Realizado pelos pesquisadores
Ricardo Dantas e Diego Ricardo Xavier, do Laboratório de Informação em Saúde do
Instituto de Comunicação e Informação Científica e Tecnológica em Saúde
(Icict/Fiocruz), e Maurício Gonçalves e Silva, do Instituto Brasileiro de
Geografia e Estatística (IBGE), estudo aponta que, na maior parte dos
municípios onde há maior risco de picadas de cobra, o tempo para se obter o
soro antiofídico pode ser fatal. Publicado na revista científica on-line Plos
One, o artigo Geographical accessibility to the supply of
antiophidic sera in Brazil: Timely access possibilities apresenta
informações sobre a possibilidade de se chegar às unidades de saúde provedoras
de soro antiofídico no Brasil a partir da relação entre distribuição populacional
e tempo de deslocamento, considerando-se que o tempo estimado ideal para a
aplicação do soro seria de até duas horas após a picada da cobra.
O estudo levantou áreas com
alta incidência de acidentes ofídicos, com população dispersa, o que
dificultaria o socorro, como na região Norte do Brasil, mas também em áreas do
Maranhão e Mato Grosso, que mostra o acesso ao soro antiofídico nos estados
brasileiros. O risco da demora é que pessoas possam utilizar de métodos
caseiros para controlar os efeitos da picada, podendo levar a complicações
físicas como amputações de membros ou até a morte.
Incidência de acidentes
Segundo a Organização Mundial
da Saúde (OMS), a picada de cobra é considerada como uma doença tropical
negligenciada, devido ao alto número de acidentes em várias regiões do mundo,
especialmente, nas áreas rurais de países tropicais. Mata entre 81 mil e 138
mil pessoas por ano e causa cerca 400 mil casos de incapacidade permanente,
como amputações ou perda definitiva da visão, além do estresse pós-traumático
que vítimas sofrem após as picadas.
O pesquisador Ricardo Dantas
chama atenção para duas situações recorrentes na análise dos dados levantados.

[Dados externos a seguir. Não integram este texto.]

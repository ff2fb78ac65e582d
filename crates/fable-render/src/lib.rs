//! Renderer for the Fable skin manager.
//!
//! Projects the skin document into two things: a list view-model for
//! display, and a single injected style payload carrying the active
//! skin's CSS. The injection target is behind the [`StyleSink`] trait so
//! hosts plug in their own document head; [`MemorySink`] serves tests
//! and headless use.

mod sink;
mod view;

pub use sink::{MemorySink, StyleSink};
pub use view::{SkinListEntry, SkinListView};

use fable_types::SkinDocument;

/// Fixed id of the singleton style element carrying the active skin.
pub const STYLE_ELEMENT_ID: &str = "fable-active-skin";

/// Execution context the renderer runs in.
#[derive(Debug, Clone, Copy, Default, PartialEq, Eq)]
pub struct RenderContext {
    /// Administrative/editing contexts never get user CSS injected.
    pub admin: bool,
}

/// Projects skin documents into the list view and the style sink.
#[derive(Debug, Default)]
pub struct Renderer {
    context: RenderContext,
}

impl Renderer {
    pub fn new(context: RenderContext) -> Self {
        Self { context }
    }

    /// Build the list view for a document.
    ///
    /// Entries come out in document order (key-sorted, deterministic
    /// across reloads). The upload affordance is hidden at capacity and
    /// whenever the document does not belong to the current session.
    pub fn render_list(&self, doc: &SkinDocument, fingerprint: Option<&str>) -> SkinListView {
        let owned = fingerprint.is_some_and(|fp| doc.belongs_to(fp));
        let entries = doc
            .data
            .iter()
            .map(|(key, rec)| SkinListEntry {
                key: key.clone(),
                name: rec.name.clone(),
                author: rec.author.clone(),
                version: rec.version.clone(),
                active: doc.active.as_deref() == Some(key.as_str()),
            })
            .collect();
        SkinListView {
            entries,
            upload_enabled: owned && !doc.at_capacity(),
        }
    }

    /// Apply the document's active skin to `sink`.
    ///
    /// Always removes the previously injected payload first, so the
    /// element stays a singleton. Injection is skipped (leaving nothing
    /// applied) in admin context, when the document does not belong to
    /// the session, or when the active record is missing or empty.
    pub fn apply_active_skin(
        &self,
        doc: &SkinDocument,
        fingerprint: Option<&str>,
        sink: &mut dyn StyleSink,
    ) {
        sink.remove(STYLE_ELEMENT_ID);
        if self.context.admin {
            log::debug!("admin context, skipping skin injection");
            return;
        }
        if !fingerprint.is_some_and(|fp| doc.belongs_to(fp)) {
            return;
        }
        match doc.active_record() {
            Some(rec) if !rec.css.is_empty() => {
                sink.inject(STYLE_ELEMENT_ID, &rec.css);
            },
            _ => {},
        }
    }
}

“O Amazonas é um estado grande, com maior dificuldade de deslocamento e grandes
áreas muito distantes dos polos de atendimento, mas a maior parte da população
é mais concentrada, como nas regiões de Manaus e Parintins, por exemplo. Ou
seja, muitas vezes é uma distância urbana que se tem que percorrer para acessar
os soros”. Já o Maranhão, segundo Dantas, é o oposto: “a população é mais
dispersa no território e há grandes proporções de população distantes dos polos
de atendimento, por isso é que se tem quase 30% da população local há mais de
duas horas de distância do atendimento”.
O levantamento cruzou dados
populacionais do IBGE com informações do Sistema Nacional de Informações
Tóxico-Farmacológicas (Sinitox/Icict/Fiocruz) e do Sistema de Informação de
Agravos de Notificação (Sinan/Ministério da Saúde), além de usar sistemas como Google
Maps e Google Street View, e até mesmo o NASA’s SRTM - Shuttle Radar Topography
Mission.
Revisão de estratégias
Dantas ainda destaca as
possibilidades de utilização da metodologia do estudo na avaliação de
acessibilidade de serviços de saúde. “Isso é muito importante, especialmente
para aquelas questões em saúde que o tempo é determinante para um cuidado
oportuno”. O estudo também revela as desigualdades persistentes na saúde
brasileira, como explica o pesquisador: “se você considerar que algumas das
áreas com maior incidência de acidentes ofídicos na região amazônica, são
também as áreas que têm a maior dificuldade para o acesso a oferta de soros”.
Na tabela abaixo, publicada no
artigo, é possível observar as dez primeiras cidades em que a taxa de ocorrência
de acidentes com cobras é mais alta e também a população que não conta com
algum posto que tenha soro antiofídico por perto:
“Não é preciso necessariamente pensar em se montar um novo posto de saúde, mas sim, considerar a hipótese de melhor equipar os postos já existentes e melhorar as condições de transporte sanitário”, afirma Dantas. "Uma coisa são ambulâncias quando se tem transporte rodoviário, mas na região amazônica, por exemplo, tem que se pensar em transporte pelos rios ou até mesmo em deslocamentos aéreos”.
O pesquisador da Fiocruz
indica que o estudo também traz a necessidade de se pensar “não só em unidades
de saúde, mas em estratégias nas áreas com baixa densidade populacional, como o
norte de Mato Grosso, por exemplo, que tem uma oferta de soros que não dependa
de um posto de saúde”.
Para os pesquisadores, a ideia é que o estudo auxilie prefeituras e a população a pensar em lógicas de distribuição de novos estabelecimentos, em disponibilizar soros para aqueles postos que já existam ou criar oportunidades de transferência desses pacientes que sofrem acidentes ofídicos, contribuindo para o planejamento dessas ações.